Group Settles Allegations of HIPAA Violations for $750K
According to a press release by the HHS Office of Civil Rights:
Cancer Care Group, P.C. agreed to settle potential violations of the Health Insurance Portability and Accountability Act of 1996 (HIPAA) Privacy and Security Rules with the U.S. Department of Health and Human Services (HHS), Office for Civil Rights (OCR). Cancer Care paid $750,000 and will adopt a robust corrective action plan to correct deficiencies in its HIPAA compliance program. Cancer Care Group is a radiation oncology private physician practice, with 13 radiation oncologists serving hospitals and clinics throughout Indiana.
Cancer Care submitted a notification to OCR regarding a breach of unsecured electronic protected health information (ePHI) after a laptop bag was stolen from an employee’s car. The bag contained the employee’s computer and unencrypted backup media, which contained the names, addresses, dates of birth, Social Security numbers, insurance information, and clinical information of approximately 55,000 current and former Cancer Care patients.
OCR’s concluded that, prior to the breach, Cancer Care was in widespread non-compliance with the HIPAA Security Rule for the following reasons:
1. Cancer Care had not conducted an enterprise-wide risk analysis when the breach occurred in July 2012.
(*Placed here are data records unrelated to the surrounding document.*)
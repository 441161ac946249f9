//! Operator and keyword registry.
//!
//! Holds the static operator table (name, precedence, argument shape) and
//! the keyword groups: flow keywords, storage classes, method kinds, method
//! argument types and mode names. Precedences are attached to operator
//! tokens as metadata for a later parser.

pub mod table;

#[cfg(test)]
mod tests;
use std::rc::Rc;

use crate::{
    errors::errors::{Error, ErrorImpl},
    operators::table::is_operator,
    reader::reader::{Reader, StringReader},
    values::literals::is_number,
    Position, Span, MK_SPAN, MK_TOKEN,
};

use super::{config::LexerConfig, tokens::{Token, TokenKind}};

pub const TOKEN_DELIMS: &[u8] = b"-+*/:;=()^%!<>,|[]";
pub const DOUBLE_KEYS: [&str; 4] = [":=", "<>", ">=", "<="];
const DOUBLE_KEYS_FIRST_CHARS: &[u8] = b":<>";

/// Lexer passes, in the order the driver applies them.
#[derive(Debug, Clone, Copy, PartialEq, Eq)]
pub enum Stage {
    /// Splits comments and strings away from code.
    CommentAndString,
    /// Splits code into operators, numbers, identifiers and spaces.
    Operator,
}

impl Stage {
    pub const FIRST: Stage = Stage::CommentAndString;

    pub fn next(self) -> Option<Stage> {
        match self {
            Stage::CommentAndString => Some(Stage::Operator),
            Stage::Operator => None,
        }
    }
}

pub type CharHandler<R> = fn(&mut Tokenizer<R>, u8) -> Result<(), Error>;

pub struct Tokenizer<R: Reader> {
    stage: Stage,
    reader: R,
    config: LexerConfig,
    tokens: Vec<Token>,
    done: bool,
    word: Vec<u8>,
    word_start: usize,
    in_comment: bool,
    in_string: bool,
    file: Rc<String>,
    base: u32,
}

impl Tokenizer<StringReader> {
    pub fn from_text(stage: Stage, text: &str, config: LexerConfig, file: Rc<String>, base: u32) -> Self {
        Tokenizer::new(stage, StringReader::new(text), config, file, base)
    }
}

impl<R: Reader> Tokenizer<R> {
    /// `base` is the offset of the reader's first byte within the whole line,
    /// so spans stay line-relative when a token is re-lexed.
    pub fn new(stage: Stage, reader: R, config: LexerConfig, file: Rc<String>, base: u32) -> Self {
        Tokenizer {
            stage,
            reader,
            config,
            tokens: vec![],
            done: false,
            word: vec![],
            word_start: 0,
            in_comment: false,
            in_string: false,
            file,
            base,
        }
    }

    /// Runs the stage once over the whole reader; later calls return the
    /// same tokens.
    pub fn tokens(&mut self) -> Result<&[Token], Error> {
        if !self.done {
            self.reader.rewind();
            self.tokens.clear();
            self.word.clear();
            self.reset_state();

            match self.stage {
                Stage::CommentAndString => self.run_comment_and_string()?,
                Stage::Operator => self.run_operator()?,
            }
            self.done = true;
        }

        Ok(&self.tokens)
    }

    pub fn into_tokens(mut self) -> Result<Vec<Token>, Error> {
        self.tokens()?;
        Ok(self.tokens)
    }

    pub fn unresolved_tokens(&self) -> Vec<&Token> {
        self.tokens.iter().filter(|token| !token.is_resolved()).collect()
    }

    pub fn is_resolved(&self) -> bool {
        self.unresolved_tokens().is_empty()
    }

    fn reset_state(&mut self) {
        self.in_comment = false;
        self.in_string = false;
    }

    fn push_char(&mut self, ch: u8) {
        if self.word.is_empty() {
            self.word_start = self.reader.position().saturating_sub(1);
        }
        self.word.push(ch);
    }

    fn last_char(&self) -> Option<u8> {
        self.word.last().copied()
    }

    /// Flushes the pending word as a token. Empty words, or words that are
    /// only whitespace when spacing is not preserved, are dropped.
    fn push_token(&mut self, kind: TokenKind) {
        let text = String::from_utf8_lossy(&self.word).into_owned();
        self.word.clear();

        let (text, start) = if self.config.preserve_spacing {
            (text, self.word_start)
        } else {
            let leading = text.len() - text.trim_start().len();
            (text.trim().to_string(), self.word_start + leading)
        };

        if text.is_empty() {
            return;
        }

        let start = self.base + start as u32;
        let end = start + text.len() as u32;
        self.tokens.push(MK_TOKEN!(kind, text, MK_SPAN!(start, end, self.file)));
    }

    fn run_comment_and_string(&mut self) -> Result<(), Error> {
        if self.reader.is_eof() {
            return Ok(());
        }

        while let Some(ch) = self.reader.getc() {
            let handler: Option<CharHandler<R>> = match ch {
                b'|' => Some(single_comment_handler),
                b'"' => Some(string_handler),
                b'`' => Some(quote_comment_handler),
                _ => None,
            };

            match handler {
                Some(handler) => handler(self, ch)?,
                None => self.push_char(ch),
            }

            if self.reader.is_eof() {
                break;
            }
        }

        self.push_token(TokenKind::Unresolved);
        Ok(())
    }

    fn run_operator(&mut self) -> Result<(), Error> {
        while let Some(ch) = self.reader.getc() {
            let handler: Option<CharHandler<R>> = if ch.is_ascii_uppercase() {
                Some(namespace_handler)
            } else if ch == b'.' || ch.is_ascii_digit() {
                Some(number_handler)
            } else if TOKEN_DELIMS.contains(&ch) {
                Some(nonword_handler)
            } else if is_space(ch) {
                Some(skip_spaces_handler)
            } else {
                None
            };

            match handler {
                Some(handler) => handler(self, ch)?,
                None => self.push_char(ch),
            }

            if self.reader.is_eof() {
                break;
            }
        }

        self.push_token(TokenKind::Unresolved);
        Ok(())
    }

    /// Reads up to and including `delimiter`. False when the input ran out first.
    fn collect_until(&mut self, delimiter: u8) -> bool {
        while !self.reader.is_eof() {
            let Some(ch) = self.reader.getc() else {
                break;
            };
            self.push_char(ch);
            if ch == delimiter {
                return true;
            }
        }
        false
    }

    fn collect_quoted(&mut self, delimiter: u8, kind: TokenKind) -> Result<(), Error> {
        self.push_token(TokenKind::Unresolved);
        self.push_char(delimiter);

        if self.collect_until(delimiter) {
            self.push_token(kind);
            return Ok(());
        }

        let text = String::from_utf8_lossy(&self.word).into_owned();
        self.reader.ungetc(self.word.len() - 1);
        log::warn!("{} not closed in {:?}", delimiter as char, text);

        Err(Error::new(
            ErrorImpl::UnterminatedLiteral { delimiter: delimiter as char, text },
            Position(self.base + self.reader.position() as u32, Rc::clone(&self.file)),
        ))
    }
}

fn is_line_break(ch: u8) -> bool {
    ch == b'\n' || ch == b'\r'
}

/// Line breaks count as spacing so lines pulled from a `LineReader` split cleanly.
fn is_space(ch: u8) -> bool {
    ch == b' ' || ch == b'\t' || is_line_break(ch)
}

fn is_namespace_char(ch: u8) -> bool {
    ch.is_ascii_uppercase() || ch.is_ascii_digit() || matches!(ch, b'_' | b'$' | b'#')
}

fn is_number_char(ch: u8) -> bool {
    ch.is_ascii_digit() || matches!(ch, b'-' | b'+' | b'.' | b'e' | b'E')
}

fn single_comment_handler<R: Reader>(tokenizer: &mut Tokenizer<R>, ch: u8) -> Result<(), Error> {
    if tokenizer.in_string {
        return Ok(());
    }

    tokenizer.in_comment = true;
    tokenizer.push_token(TokenKind::Unresolved);
    tokenizer.push_char(ch);

    // Runs to the end of the line; the line break itself is left for Stage 2.
    while let Some(next) = tokenizer.reader.getc() {
        if is_line_break(next) {
            tokenizer.reader.ungetc(1);
            break;
        }
        tokenizer.push_char(next);
    }

    tokenizer.push_token(TokenKind::Comment);
    tokenizer.in_comment = false;
    Ok(())
}

fn string_handler<R: Reader>(tokenizer: &mut Tokenizer<R>, ch: u8) -> Result<(), Error> {
    if tokenizer.in_comment || tokenizer.in_string {
        return Ok(());
    }

    tokenizer.in_string = true;
    tokenizer.collect_quoted(ch, TokenKind::String)?;
    tokenizer.in_string = false;
    Ok(())
}

fn quote_comment_handler<R: Reader>(tokenizer: &mut Tokenizer<R>, ch: u8) -> Result<(), Error> {
    if tokenizer.in_comment || tokenizer.in_string {
        return Ok(());
    }

    tokenizer.in_comment = true;
    tokenizer.collect_quoted(ch, TokenKind::Comment)?;
    tokenizer.in_comment = false;
    Ok(())
}

fn namespace_handler<R: Reader>(tokenizer: &mut Tokenizer<R>, ch: u8) -> Result<(), Error> {
    tokenizer.push_char(ch);
    let mut unget = false;

    while let Some(next) = tokenizer.reader.getc() {
        if !is_namespace_char(next) {
            unget = true;
            break;
        }
        tokenizer.push_char(next);
        if tokenizer.reader.is_eof() {
            break;
        }
    }

    tokenizer.push_token(TokenKind::Unresolved);
    if unget {
        tokenizer.reader.ungetc(1);
    }
    Ok(())
}

fn number_handler<R: Reader>(tokenizer: &mut Tokenizer<R>, ch: u8) -> Result<(), Error> {
    // A pending `-` is the sign of this number.
    if tokenizer.last_char() != Some(b'-') {
        tokenizer.push_token(TokenKind::Unresolved);
    }
    tokenizer.push_char(ch);
    let mut unget = false;

    while let Some(next) = tokenizer.reader.getc() {
        if !is_number_char(next) {
            unget = true;
            break;
        }
        if (next == b'-' || next == b'+') && tokenizer.last_char().is_some_and(|c| c.is_ascii_digit()) {
            unget = true;
            break;
        }
        tokenizer.push_char(next);
        if tokenizer.reader.is_eof() {
            break;
        }
    }

    let text = String::from_utf8_lossy(&tokenizer.word).into_owned();
    if is_number(&text) {
        tokenizer.push_token(TokenKind::Number);
    } else {
        tokenizer.push_token(TokenKind::ErrorNumber);
    }

    if unget {
        tokenizer.reader.ungetc(1);
    }
    Ok(())
}

fn nonword_handler<R: Reader>(tokenizer: &mut Tokenizer<R>, ch: u8) -> Result<(), Error> {
    tokenizer.push_token(TokenKind::Unresolved);
    tokenizer.push_char(ch);

    // At end of input the character stays pending and is flushed last.
    let Some(next) = tokenizer.reader.getc() else {
        return Ok(());
    };
    let mut unget = true;

    if DOUBLE_KEYS_FIRST_CHARS.contains(&ch) {
        let pair = [ch, next];
        if DOUBLE_KEYS.iter().any(|key| key.as_bytes() == &pair[..]) {
            tokenizer.push_char(next);
            unget = false;
        }
        tokenizer.push_token(TokenKind::Operator);
    } else if ch == b'+' || ch == b'-' {
        if is_space(next) {
            tokenizer.push_token(TokenKind::OperatorDiadic);
        } else if ch == b'-' && (next == b'.' || next.is_ascii_digit()) {
            // Left pending as the sign of the number that follows.
        } else {
            tokenizer.push_token(TokenKind::OperatorMonadic);
        }
    } else {
        let text = String::from_utf8_lossy(&tokenizer.word).into_owned();
        let kind = if is_operator(&text) { TokenKind::Operator } else { TokenKind::Unresolved };
        tokenizer.push_token(kind);
    }

    if unget {
        tokenizer.reader.ungetc(1);
    }
    Ok(())
}

fn skip_spaces_handler<R: Reader>(tokenizer: &mut Tokenizer<R>, ch: u8) -> Result<(), Error> {
    let preserve = tokenizer.config.preserve_spacing;

    tokenizer.push_token(TokenKind::Unresolved);
    if preserve {
        tokenizer.push_char(ch);
    }

    while let Some(next) = tokenizer.reader.getc() {
        if !is_space(next) {
            tokenizer.reader.ungetc(1);
            break;
        }
        if preserve {
            tokenizer.push_char(next);
        }
    }

    if preserve {
        tokenizer.push_token(TokenKind::Spaces);
    }
    Ok(())
}
//! Symbol catalogue used to classify identifiers.
//!
//! The lexer only needs to know whether an uppercase name is a function, a
//! command, or both. [`catalogue::SymbolCatalogue`] is that interface and
//! [`catalogue::Catalogue`] an in-memory snapshot of it, loadable from a
//! plain-text manifest.

pub mod catalogue;

#[cfg(test)]
mod tests;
2. Cancer Care did not have a written policy specific to the removal of hardware and electronic media containing ePHI into and out of its facilities, even though this was common practice within the organization.
OCR found that these two issues, in particular, contributed to the breach. It also concluded that an enterprise-wide risk analysis could have identified the removal of unencrypted backup media as an area of significant risk to Cancer Care’s ePHI, and a comprehensive device and media control policy could have provided employees with direction regarding their responsibilities when removing devices containing ePHI from the facility.
The takeaway is that all entities must regularly evaluate their practices involving the access, use, storage, and disclosure of PHI and ePHI, and must draft appropriate policies and procedures to address areas where PHI and ePHI could be improperly accessed, used, or disclosed.